• [Task details] Would you please copy every line from the records that contains the word "range"?

Collected data entries:
____

//! Per-type record validation
//!
//! Every rule here is a hard invariant: a record that fails validation is
//! never handed to the update channel.

use super::constants::{MAX_DOMAIN_LENGTH, MAX_LABEL_LENGTH, MAX_TXT_LENGTH};
use super::{Record, RecordType, codec};
use std::net::Ipv6Addr;
use thiserror::Error;

/// A validation failure naming the offending field
#[derive(Debug, Clone, PartialEq, Eq, Error)]
#[error("{field}: {reason}")]
pub struct ValidationError {
    pub field: String,
    pub reason: String,
}

impl ValidationError {
    pub fn new(field: impl Into<String>, reason: impl Into<String>) -> Self {
        Self {
            field: field.into(),
            reason: reason.into(),
        }
    }
}

type Result<T> = std::result::Result<T, ValidationError>;

const CAA_TAGS: &[&str] = &["issue", "issuewild", "iodef"];
const SPF_TERMINATORS: &[&str] = &["~all", "+all", "-all"];

/// Validate a record value together with its type-specific fields
pub fn validate(
    rtype: &RecordType,
    value: &str,
    priority: Option<u32>,
    weight: Option<u32>,
    port: Option<u32>,
) -> Result<()> {
    // Update scripts are line oriented
    reject_control_characters(value, "value")?;

    match rtype {
        RecordType::A => validate_ipv4(value),
        RecordType::AAAA => validate_ipv6(value),
        RecordType::CNAME | RecordType::NS | RecordType::PTR => check_target(value, "value"),
        RecordType::MX => {
            check_u16_field("priority", priority, 0, "MX")?;
            check_target(value, "value")
        }
        RecordType::SRV => {
            check_u16_field("priority", priority, 0, "SRV")?;
            check_u16_field("weight", weight, 0, "SRV")?;
            check_u16_field("port", port, 1, "SRV")?;
            check_target(value, "value")
        }
        RecordType::TXT => validate_txt(&codec::unquote_txt(value)),
        RecordType::CAA => validate_caa(value),
        RecordType::SOA => validate_soa(value),
        RecordType::Other(name) => Err(ValidationError::new(
            "type",
            format!("record type {} cannot be managed", name),
        )),
    }
}

/// Validate a complete record: owner name, apex rules and value
pub fn validate_record(record: &Record) -> Result<()> {
    // Apex CNAMEs are illegal whatever the target
    if record.rtype == RecordType::CNAME && record.is_apex() {
        return Err(ValidationError::new(
            "name",
            "CNAME records are not permitted at the zone apex",
        ));
    }

    validate_owner_name(&record.name)?;

    validate(
        &record.rtype,
        &record.data.value,
        record.data.priority,
        record.data.weight,
        record.data.port,
    )
}

/// Validate a domain name (hostname grammar, trailing dot allowed)
pub fn validate_domain_name(name: &str) -> Result<()> {
    check_domain(name, "value")
}

pub fn is_valid_domain_name(name: &str) -> bool {
    check_domain(name, "value").is_ok()
}

/// Validate an owner name; service labels (`_sip`) and wildcards are allowed
pub fn validate_owner_name(name: &str) -> Result<()> {
    reject_control_characters(name, "name")?;
    let name = name.trim();
    if name == "@" {
        return Ok(());
    }

    let stripped = name.strip_suffix('.').unwrap_or(name);
    if stripped.is_empty() {
        return Err(ValidationError::new("name", "name must not be empty"));
    }
    if stripped.len() > MAX_DOMAIN_LENGTH {
        return Err(ValidationError::new(
            "name",
            format!("name exceeds {} characters", MAX_DOMAIN_LENGTH),
        ));
    }

    for label in stripped.split('.') {
        if label.is_empty() {
            return Err(ValidationError::new("name", "name contains an empty label"));
        }
        if label.len() > MAX_LABEL_LENGTH {
            return Err(ValidationError::new(
                "name",
                format!("label '{}' exceeds {} characters", label, MAX_LABEL_LENGTH),
            ));
        }
        if !label
            .chars()
            .all(|c| c.is_ascii_alphanumeric() || c == '-' || c == '_' || c == '*')
        {
            return Err(ValidationError::new(
                "name",
                format!("label '{}' contains invalid characters", label),
            ));
        }
    }

    Ok(())
}

/// Validate an IPv4 address usable as an A record
pub fn validate_ipv4(value: &str) -> Result<()> {
    let parts: Vec<&str> = value.split('.').collect();
    if parts.len() != 4 {
        return Err(ValidationError::new(
            "value",
            format!("'{}' is not a dotted-quad IPv4 address", value),
        ));
    }

    let mut octets = [0u16; 4];
    for (i, part) in parts.iter().enumerate() {
        if part.is_empty() || part.len() > 3 || !part.chars().all(|c| c.is_ascii_digit()) {
            return Err(ValidationError::new(
                "value",
                format!("invalid octet '{}' in {}", part, value),
            ));
        }
        // At most three digits, so this cannot overflow
        let octet: u16 = part.parse().unwrap_or(u16::MAX);
        if octet > 255 {
            return Err(ValidationError::new(
                "value",
                format!("octet {} out of range in {}", octet, value),
            ));
        }
        octets[i] = octet;
    }

    match octets[0] {
        0 => Err(ValidationError::new("value", "first octet 0 is reserved")),
        127 => Err(ValidationError::new("value", "loopback addresses are not allowed")),
        n if n >= 224 => Err(ValidationError::new(
            "value",
            "multicast and reserved addresses are not allowed",
        )),
        _ => Ok(()),
    }
}

/// Validate an IPv6 address, including zone-id and embedded IPv4 forms
pub fn validate_ipv6(value: &str) -> Result<()> {
    let (address, zone_id) = match value.split_once('%') {
        Some((address, zone_id)) => (address, Some(zone_id)),
        None => (value, None),
    };

    if let Some(zone_id) = zone_id {
        if zone_id.is_empty()
            || !zone_id
                .chars()
                .all(|c| c.is_ascii_alphanumeric() || c == '-' || c == '_' || c == '.')
        {
            return Err(ValidationError::new(
                "value",
                format!("invalid zone id in {}", value),
            ));
        }
    }

    address.parse::<Ipv6Addr>().map(|_| ()).map_err(|_| {
        ValidationError::new("value", format!("'{}' is not a valid IPv6 address", value))
    })
}

/// Validate TXT content (already unquoted)
pub fn validate_txt(text: &str) -> Result<()> {
    if text.is_empty() {
        return Err(ValidationError::new("value", "TXT value must not be empty"));
    }
    reject_control_characters(text, "value")?;
    let length = text.chars().count();
    if length > MAX_TXT_LENGTH {
        return Err(ValidationError::new(
            "value",
            format!(
                "TXT value is {} characters, maximum is {}",
                length, MAX_TXT_LENGTH
            ),
        ));
    }

    if text.starts_with("v=spf1") {
        let trimmed = text.trim_end();
        if !SPF_TERMINATORS.iter().any(|t| trimmed.ends_with(t)) {
            return Err(ValidationError::new(
                "value",
                "SPF record must end with ~all, +all or -all",
            ));
        }
    }

    if text.starts_with("v=DKIM1") && !(text.contains("k=") && text.contains("p=")) {
        return Err(ValidationError::new(
            "value",
            "DKIM record must contain both k= and p= tags",
        ));
    }

    Ok(())
}

/// Validate CAA presentation form: `<flags> <tag> "<value>"`
pub fn validate_caa(value: &str) -> Result<()> {
    let (flags, rest) = next_token(value)
        .ok_or_else(|| ValidationError::new("value", "CAA record requires flags, tag and value"))?;
    let (tag, rest) = next_token(rest)
        .ok_or_else(|| ValidationError::new("value", "CAA record requires a tag and value"))?;
    let quoted = rest.trim();

    let flags: u32 = flags
        .parse()
        .map_err(|_| ValidationError::new("flags", format!("'{}' is not a number", flags)))?;
    if flags > 255 {
        return Err(ValidationError::new(
            "flags",
            format!("flags {} out of range 0-255", flags),
        ));
    }

    if !CAA_TAGS.contains(&tag) {
        return Err(ValidationError::new(
            "tag",
            format!("tag '{}' must be one of issue, issuewild, iodef", tag),
        ));
    }

    if quoted.len() < 2 || !quoted.starts_with('"') || !quoted.ends_with('"') {
        return Err(ValidationError::new("value", "CAA value must be quoted"));
    }
    let inner = &quoted[1..quoted.len() - 1];
    reject_control_characters(inner, "value")?;

    if tag == "iodef" && !(looks_like_email(inner) || looks_like_url(inner)) {
        return Err(ValidationError::new(
            "value",
            format!("iodef value '{}' must be an email address or URL", inner),
        ));
    }

    Ok(())
}

/// Validate SOA rdata: mname rname serial refresh retry expire minimum
pub fn validate_soa(value: &str) -> Result<()> {
    let fields: Vec<&str> = value.split_whitespace().collect();
    if fields.len() != 7 {
        return Err(ValidationError::new(
            "value",
            format!("SOA record requires 7 fields, got {}", fields.len()),
        ));
    }

    check_domain(fields[0], "mname")?;
    // The first label of rname is the mailbox, so '@' stands for a dot
    check_domain(&fields[1].replace('@', "."), "rname")?;

    let numeric = ["serial", "refresh", "retry", "expire", "minimum"];
    for (field, raw) in numeric.iter().zip(&fields[2..]) {
        raw.parse::<u32>().map_err(|_| {
            ValidationError::new(*field, format!("'{}' is not an unsigned 32-bit value", raw))
        })?;
    }

    Ok(())
}

/// Reject newlines, NULs and other control characters
pub fn reject_control_characters(value: &str, field: &str) -> Result<()> {
    match value.chars().find(|c| c.is_control()) {
        Some(c) => Err(ValidationError::new(
            field,
            format!("control character {:?} is not allowed", c),
        )),
        None => Ok(()),
    }
}

fn check_target(value: &str, field: &str) -> Result<()> {
    // `@` names the zone apex, as in zone files
    if value.trim() == "@" {
        return Ok(());
    }
    check_domain(value.trim(), field)
}

fn check_domain(name: &str, field: &str) -> Result<()> {
    let stripped = name.strip_suffix('.').unwrap_or(name);

    if stripped.is_empty() {
        return Err(ValidationError::new(field, "domain name must not be empty"));
    }
    if stripped.len() > MAX_DOMAIN_LENGTH {
        return Err(ValidationError::new(
            field,
            format!("domain name exceeds {} characters", MAX_DOMAIN_LENGTH),
        ));
    }

    for label in stripped.split('.') {
        if label.is_empty() {
            return Err(ValidationError::new(
                field,
                format!("'{}' contains an empty label", name),
            ));
        }
        if label.len() > MAX_LABEL_LENGTH {
            return Err(ValidationError::new(
                field,
                format!("label '{}' exceeds {} characters", label, MAX_LABEL_LENGTH),
            ));
        }
        if !label.chars().all(|c| c.is_ascii_alphanumeric() || c == '-') {
            return Err(ValidationError::new(
                field,
                format!("label '{}' contains invalid characters", label),
            ));
        }
        if label.starts_with('-') || label.ends_with('-') {
            return Err(ValidationError::new(
                field,
                format!("label '{}' must not start or end with a hyphen", label),
            ));
        }
    }

    Ok(())
}

fn check_u16_field(field: &str, value: Option<u32>, min: u32, rtype: &str) -> Result<()> {
    let value = value.ok_or_else(|| {
        ValidationError::new(field, format!("{} is required for {} records", field, rtype))
    })?;
    if value < min || value > u16::MAX as u32 {
        return Err(ValidationError::new(
            field,
            format!("{} must be between {} and 65535", field, min),
        ));
    }
    Ok(())
}

fn next_token(s: &str) -> Option<(&str, &str)> {
    let s = s.trim_start();
    if s.is_empty() {
        return None;
    }
    match s.find(char::is_whitespace) {
        Some(idx) => Some((&s[..idx], &s[idx..])),
        None => Some((s, "")),
    }
}

fn looks_like_email(value: &str) -> bool {
    let address = value.strip_prefix("mailto:").unwrap_or(value);
    match address.split_once('@') {
        Some((local, domain)) => {
            !local.is_empty()
                && !local.contains(char::is_whitespace)
                && domain.contains('.')
                && is_valid_domain_name(domain)
        }
        None => false,
    }
}

fn looks_like_url(value: &str) -> bool {
    let rest = match value
        .strip_prefix("https://")
        .or_else(|| value.strip_prefix("http://"))
    {
        Some(rest) => rest,
        None => return false,
    };
    let host = rest
        .split(['/', '?', '#'])
        .next()
        .unwrap_or_default();
    let host = host.rsplit_once(':').map_or(host, |(h, _)| h);
    !host.is_empty() && !host.contains(char::is_whitespace)
}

____

• [Your solution]
                format!("octet {} out of range in {}", octet, value),
            format!("flags {} out of range 0-255", flags),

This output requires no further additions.